- **TASK PROMPT**: Below are some records. How many of their lines contain the string "seconds"? Give the number only.

- **DATA SECTION**:

//! Decoding of the four control responses the exporter issues.
//!
//! Each phase sends one command, then reads units until `BLOCK` or `END`.
//! A send or receive failure ends the phase with the error; samples
//! already pushed to the sink stay there. Units that do not decode are
//! skipped.

use knot_ctl::{CtlData, CtlResult, CtlSession, CtlType};
use tracing::{debug, trace};

use crate::descriptor::KnotDescriptors;
use crate::duration::convert_state_time;
use crate::prometheus::MetricSink;

/// `zone-status` EXTRA position holding the zone serial.
pub const ZONE_STATUS_SERIAL_POS: usize = 1;
/// `zone-status` EXTRA position holding the refresh timer.
pub const ZONE_STATUS_REFRESH_POS: usize = 7;
/// `zone-status` EXTRA position holding the expiration timer.
pub const ZONE_STATUS_EXPIRATION_POS: usize = 9;

/// Upper bound on units read by the SOA phase.
pub const MAX_ZONE_TIMER_RECORDS: usize = 100_000;

/// Counts reported by a finished phase.
#[derive(Debug, Default, Clone, Copy, PartialEq, Eq)]
pub struct PhaseSummary {
    /// Units received, terminator included.
    pub records: usize,
    /// Descriptor pairs emitted.
    pub emitted: usize,
}

/// Read units until the response ends or `limit` units have been read.
fn drain_response<F>(
    session: &mut dyn CtlSession,
    limit: Option<usize>,
    mut handle: F,
) -> CtlResult<usize>
where
    F: FnMut(CtlType, &CtlData),
{
    let mut records = 0;
    while limit.is_none_or(|max| records < max) {
        let (kind, data) = session.receive()?;
        records += 1;
        trace!(
            %kind,
            section = %data.section,
            item = %data.item,
            id = %data.id,
            zone = %data.zone,
            data = %data.data,
            "control unit"
        );

        if kind.is_terminal() {
            return Ok(records);
        }
        if !data.error.is_empty() {
            debug!(error = %data.error, zone = %data.zone, "server reported an error");
        }
        handle(kind, &data);
    }

    debug!(records, "response truncated at unit limit");
    Ok(records)
}

/// `stats` → `knot_stats_<item>{module, type}`.
pub fn global_stats(
    session: &mut dyn CtlSession,
    descriptors: &KnotDescriptors,
    sink: &mut dyn MetricSink,
) -> CtlResult<PhaseSummary> {
    session.send_command("stats")?;

    let mut emitted = 0;
    let records = drain_response(session, None, |kind, data| {
        if !kind.carries_data() || data.item.is_empty() || data.data.is_empty() {
            return;
        }
        let Ok(value) = data.data.parse::<f64>() else {
            debug!(item = %data.item, value = %data.data, "non-numeric global statistic");
            return;
        };
        let pair = descriptors.global_stats.get(&data.item);
        sink.emit_pair(&pair, value, &[data.section.as_str(), data.id.as_str()]);
        emitted += 1;
    })?;

    debug!(records, emitted, "global statistics collected");
    Ok(PhaseSummary { records, emitted })
}

/// Which parts of `zone-status` to export.
#[derive(Debug, Clone, Copy, PartialEq, Eq)]
pub struct ZoneStatusOptions {
    pub serial: bool,
    pub timers: bool,
}

/// Meaning of an EXTRA unit by its position within a zone.
#[derive(Debug, Clone, Copy, PartialEq, Eq)]
enum StatusField {
    Serial,
    RefreshTimer,
    ExpirationTimer,
}

impl StatusField {
    fn at(position: usize) -> Option<Self> {
        match position {
            ZONE_STATUS_SERIAL_POS => Some(StatusField::Serial),
            ZONE_STATUS_REFRESH_POS => Some(StatusField::RefreshTimer),
            ZONE_STATUS_EXPIRATION_POS => Some(StatusField::ExpirationTimer),
            _ => None,
        }
    }
}

/// Tracks the zone a `zone-status` EXTRA unit belongs to.
#[derive(Debug, Default)]
struct ZoneCursor {
    zone: String,
    position: usize,
}

impl ZoneCursor {
    /// Feed one unit. Returns the zone and position for EXTRA units.
    fn advance(&mut self, kind: CtlType, data: &CtlData) -> Option<usize> {
        match kind {
            CtlType::Data if !data.zone.is_empty() && data.zone != self.zone => {
                self.zone.clone_from(&data.zone);
                self.position = 0;
                None
            }
            CtlType::Extra if !self.zone.is_empty() => {
                self.position += 1;
                Some(self.position)
            }
            _ => None,
        }
    }
}

/// `zone-status` → serial and the refresh/expiration timers, by position.
pub fn zone_status(
    session: &mut dyn CtlSession,
    descriptors: &KnotDescriptors,
    options: ZoneStatusOptions,
    sink: &mut dyn MetricSink,
) -> CtlResult<PhaseSummary> {
    session.send_command("zone-status")?;

    let mut cursor = ZoneCursor::default();
    let mut emitted = 0;
    let records = drain_response(session, None, |kind, data| {
        let Some(position) = cursor.advance(kind, data) else {
            return;
        };
        let zone = cursor.zone.as_str();
        let value = data.data.as_str();

        match StatusField::at(position) {
            Some(StatusField::Serial) if options.serial => {
                if let Ok(serial) = value.parse::<f64>() {
                    sink.emit_pair(&descriptors.zone_serial, serial, &[zone]);
                    emitted += 1;
                }
            }
            Some(field @ (StatusField::RefreshTimer | StatusField::ExpirationTimer))
                if options.timers && !value.is_empty() && value != "-" =>
            {
                let Some(seconds) = convert_state_time(value) else {
                    return;
                };
                let pair = match field {
                    StatusField::RefreshTimer => &descriptors.zone_status_refresh,
                    _ => &descriptors.zone_status_expiration,
                };
                trace!(zone, position, value, seconds, "zone status timer");
                sink.emit_pair(pair, seconds, &[zone]);
                emitted += 1;
            }
            _ => {}
        }
    })?;

    debug!(records, emitted, "zone status collected");
    Ok(PhaseSummary { records, emitted })
}

/// `zone-stats` → `knot_zone_stats_<item>{zone, module, type}`.
pub fn zone_stats(
    session: &mut dyn CtlSession,
    descriptors: &KnotDescriptors,
    sink: &mut dyn MetricSink,
) -> CtlResult<PhaseSummary> {
    session.send_command("zone-stats")?;

    let mut emitted = 0;
    let records = drain_response(session, None, |kind, data| {
        if !kind.carries_data() || data.zone.is_empty() || data.item.is_empty() || data.data.is_empty()
        {
            return;
        }
        let Ok(value) = data.data.parse::<f64>() else {
            debug!(zone = %data.zone, item = %data.item, value = %data.data, "non-numeric zone statistic");
            return;
        };
        let pair = descriptors.zone_stats.get(&data.item);
        sink.emit_pair(
            &pair,
            value,
            &[data.zone.as_str(), data.section.as_str(), data.id.as_str()],
        );
        emitted += 1;
    })?;

    debug!(records, emitted, "zone statistics collected");
    Ok(PhaseSummary { records, emitted })
}

/// Timer fields of an SOA record.
#[derive(Debug, Clone, Copy, PartialEq, Eq)]
pub struct SoaTimers {
    pub serial: i64,
    pub refresh: i64,
    pub retry: i64,
    pub expire: i64,
    pub minimum: i64,
}

/// Parse SOA rdata: `primary. admin. serial refresh retry expire minimum`.
pub fn parse_soa(rdata: &str) -> Option<SoaTimers> {
    let fields: Vec<&str> = rdata.split_whitespace().collect();
    let [primary, admin, numbers @ ..] = fields.as_slice() else {
        return None;
    };
    if numbers.len() != 5 || !primary.ends_with('.') || !admin.ends_with('.') {
        return None;
    }

    let mut parsed = [0i64; 5];
    for (slot, field) in parsed.iter_mut().zip(numbers) {
        *slot = field.parse().ok()?;
    }
    let [serial, refresh, retry, expire, minimum] = parsed;
    Some(SoaTimers {
        serial,
        refresh,
        retry,
        expire,
        minimum,
    })
}

/// `zone-read` of SOA records → refresh, retry and expiration per zone.
pub fn zone_timers(
    session: &mut dyn CtlSession,
    descriptors: &KnotDescriptors,
    sink: &mut dyn MetricSink,
) -> CtlResult<PhaseSummary> {
    session.send_command_with_type("zone-read", "SOA")?;

    let mut emitted = 0;
    let records = drain_response(session, Some(MAX_ZONE_TIMER_RECORDS), |kind, data| {
        if kind != CtlType::Data || data.zone.is_empty() {
            return;
        }
        let Some(soa) = parse_soa(&data.data) else {
            trace!(zone = %data.zone, rdata = %data.data, "not an SOA record");
            return;
        };
        let zone = [data.zone.as_str()];
        sink.emit_pair(&descriptors.zone_refresh, soa.refresh as f64, &zone);
        sink.emit_pair(&descriptors.zone_retry, soa.retry as f64, &zone);
        sink.emit_pair(&descriptors.zone_expiration, soa.expire as f64, &zone);
        emitted += 3;
    })?;

    debug!(records, emitted, "zone timers collected");
    Ok(PhaseSummary { records, emitted })
}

- **REPLY**: 3